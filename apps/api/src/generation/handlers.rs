//! Axum route handlers for the Generation API.

use axum::{extract::State, Json};

use crate::errors::AppError;
use crate::generation::generator::{generate_draft, GenerateDraftRequest, GeneratedDraft};
use crate::state::AppState;

/// POST /api/v1/posts/generate
///
/// Runs the two-stage AI pipeline and returns an assembled draft. The draft
/// is caller-owned: nothing is written to the database until the admin saves
/// it as a post.
pub async fn handle_generate(
    State(state): State<AppState>,
    Json(request): Json<GenerateDraftRequest>,
) -> Result<Json<GeneratedDraft>, AppError> {
    let draft = generate_draft(
        state.text_gen.as_ref(),
        state.image_gen.as_ref(),
        request,
    )
    .await?;

    Ok(Json(draft))
}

WHAT IS BEING ASKED
Your answer should be the lines from the one containing "use crate::state::AppState;" through the last line of the records, repeated exactly and with nothing added.

EXERCISE OUTPUT
use crate::state::AppState;

/// POST /api/v1/posts/generate
///
/// Runs the two-stage AI pipeline and returns an assembled draft. The draft
/// is caller-owned: nothing is written to the database until the admin saves
/// it as a post.
pub async fn handle_generate(
    State(state): State<AppState>,
    Json(request): Json<GenerateDraftRequest>,
) -> Result<Json<GeneratedDraft>, AppError> {
    let draft = generate_draft(
        state.text_gen.as_ref(),
        state.image_gen.as_ref(),
        request,
    )
    .await?;

    Ok(Json(draft))
}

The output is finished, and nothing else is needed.